We visit a little shopping village where all the stores are made from timber – pine to be precise with some Oregon thrown in. I could smell the timber as we walked in. It delightful but in the back of my mind I considered it a huge fire hazard.
While at Whistler I took the cable car to almost the top of the mountain. I could not go further except by chair lift and non-skiers were not permitted. It was amazing travelling in the cable car and getting off at the chalet with thousands of skiers. Then joining a queue for a lunch of chilli inside a crusty bread-roll.
After three days in the snowfields we caught a bus back to Vancouver and onto the ferry to Nanaimo on Vancouver Island. The ferry service has cafeteria type foodservice on board and the queue was enormous as we arrived. A chain called Red Spot supplies food and I tried their Seafood Chowder. Great warming meal with chunky crusty bread-roll and a hot coffee. Great cold weather type food.
Donnis sister Joan met us in Nanaimo and drove us to her home in Duncan about 90 minutes away.
The capital of British Columbia and Vancouver Island is at Victoria on Vancouver Island. During the night at Duncan Joan told me there would be no more snow. I woke about 2am look outside and it was snowing. In fact I saw a little squirrel run across the roof of Joan’s garage and leave little footprints in the snow.
Next morning I got my first taste of shovelling snow off the driveway. That night Joan took us to a little seafood place down on the waterfront at Cow Bay to sample their version of fish n chips and a local cold beer. In the daylight next day I found the place really appealed to me. Especially the floating houses.
After a few days seeing the sights of Duncan, we took a ferry ride to Victoria where we visited the capital planning to see an I-Max movie but saw a museum instead. Then on another day we visited Sidney across the bay. I enjoyed travelling on these vehicular ferries. Scenes from the movie Double Jeopardy flashed in my mind. We also saw Killer Whales in the distance.
Joan took us to downtown Duncan and gave us a free Totem Pole Tour.
Joan is a registered guide and has written a small booklet on the Duncan totems. While lunching we saw a huge mound of snow slide off the 2nd story roof across the street and narrowly missed a pedestrian.
By now I was ready to take a trip on our own. We were given the PT Cruiser and I drove.
I wanted to see the most Westerly point of Canada, Tofino. It is also on the edge of a wilderness reserve so it is pretty much the most northerly point to be reached by car on the west side of the island. Tofino is on a spit of land open to the North Pacific Ocean on one side and a huge tidal basin on the other.
We arrived late in the afternoon to witness big messy surf on Long Beach. The beach itself was jumbled with logs along the beach. There were people surfing, wearing heavy-duty wetsuits, and avoiding logs in the water!
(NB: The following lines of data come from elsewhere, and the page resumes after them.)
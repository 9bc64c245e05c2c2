//! Error types.
//!
//! `AppError` is what reaches `main`: a message plus the process exit code.
//!
//! Exit codes:
//! - `2`: input, schema or configuration problem
//! - `3`: not enough usable data
//! - `4`: numerical / fitting failure

use thiserror::Error;

#[derive(Clone)]
pub struct AppError {
    exit_code: u8,
    message: String,
}

impl AppError {
    pub fn new(exit_code: u8, message: impl Into<String>) -> Self {
        Self {
            exit_code,
            message: message.into(),
        }
    }

    pub fn exit_code(&self) -> u8 {
        self.exit_code
    }

    pub fn message(&self) -> &str {
        &self.message
    }
}

impl std::fmt::Display for AppError {
    fn fmt(&self, f: &mut std::fmt::Formatter<'_>) -> std::fmt::Result {
        write!(f, "{}", self.message)
    }
}

impl std::fmt::Debug for AppError {
    fn fmt(&self, f: &mut std::fmt::Formatter<'_>) -> std::fmt::Result {
        f.debug_struct("AppError")
            .field("exit_code", &self.exit_code)
            .field("message", &self.message)
            .finish()
    }
}

impl std::error::Error for AppError {}

/// Failures raised by the path fitters and cross-validation.
#[derive(Error, Debug, Clone, PartialEq)]
pub enum FitError {
    #[error("Not enough rows to fit: {rows} rows for {folds} folds")]
    TooFewRows { rows: usize, folds: usize },

    #[error("Cross-validation needs at least 3 folds, got {0}")]
    TooFewFolds(usize),

    #[error("Design matrix has {rows} rows but the response has {got}")]
    DimensionMismatch { rows: usize, got: usize },

    #[error("Invalid elastic-net mixing parameter alpha={0} (must be in [0, 1])")]
    InvalidAlpha(f64),

    #[error("Invalid regularization path: {0}")]
    InvalidPath(String),

    #[error("Binomial response must contain both classes (got only {0})")]
    SingleClass(f64),

    #[error("Binomial response must be 0 or 1 (got {0})")]
    NonBinary(f64),

    #[error("Measure `{0}` is only defined for binomial models")]
    MeasureFamily(&'static str),

    #[error("Least-squares refit failed: design matrix is too ill-conditioned")]
    Singular,

    #[error("Non-finite values produced during fitting")]
    NonFinite,
}

impl FitError {
    fn exit_code(&self) -> u8 {
        match self {
            FitError::TooFewRows { .. } | FitError::TooFewFolds(_) | FitError::SingleClass(_) => 3,
            FitError::InvalidAlpha(_)
            | FitError::InvalidPath(_)
            | FitError::NonBinary(_)
            | FitError::MeasureFamily(_) => 2,
            FitError::DimensionMismatch { .. } | FitError::Singular | FitError::NonFinite => 4,
        }
    }
}

impl From<FitError> for AppError {
    fn from(err: FitError) -> Self {
        AppError::new(err.exit_code(), err.to_string())
    }
}

#[cfg(test)]
mod tests {
    use super::*;

    #[test]
    fn fit_errors_map_to_exit_codes() {
        let e: AppError = FitError::TooFewRows { rows: 4, folds: 10 }.into();
        assert_eq!(e.exit_code(), 3);
        assert!(e.message().contains("4 rows"));

        let e: AppError = FitError::InvalidAlpha(1.5).into();
        assert_eq!(e.exit_code(), 2);

        let e: AppError = FitError::Singular.into();
        assert_eq!(e.exit_code(), 4);
    }
}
The inlet side of Tofino also had floating houses and for some reason the Popeye movie with Robyn Williams came to mind.
In the nearby town of Ucluelet beside the Pacific Rim National Park we visited a lighthouse and later in town a ship which had been floated into a bay beside a park then bolted to the sea floor and became a fancy hotel and restaurant.
It was also in this cold windy place I called home to find my next door neighbour noticed water coming out my front door. She had my key and soon found the hot-water system had burst a fitting and all downstairs was flooded.
All meals we ate out.
I did not like the extra’s Canadians and Americans add to their prices. On top of the advertised price you then have to allow for;
PST – State Government – Provincial Sales Tax. – Unavoidable
GST – Goods & Services Tax – Federal Government Tax. – Unavoidable
TIP – Minimum 10% imposed by storeowners to supplement the wages they pay to their staff. Avoidable, but most Canadians pay up without a murmur.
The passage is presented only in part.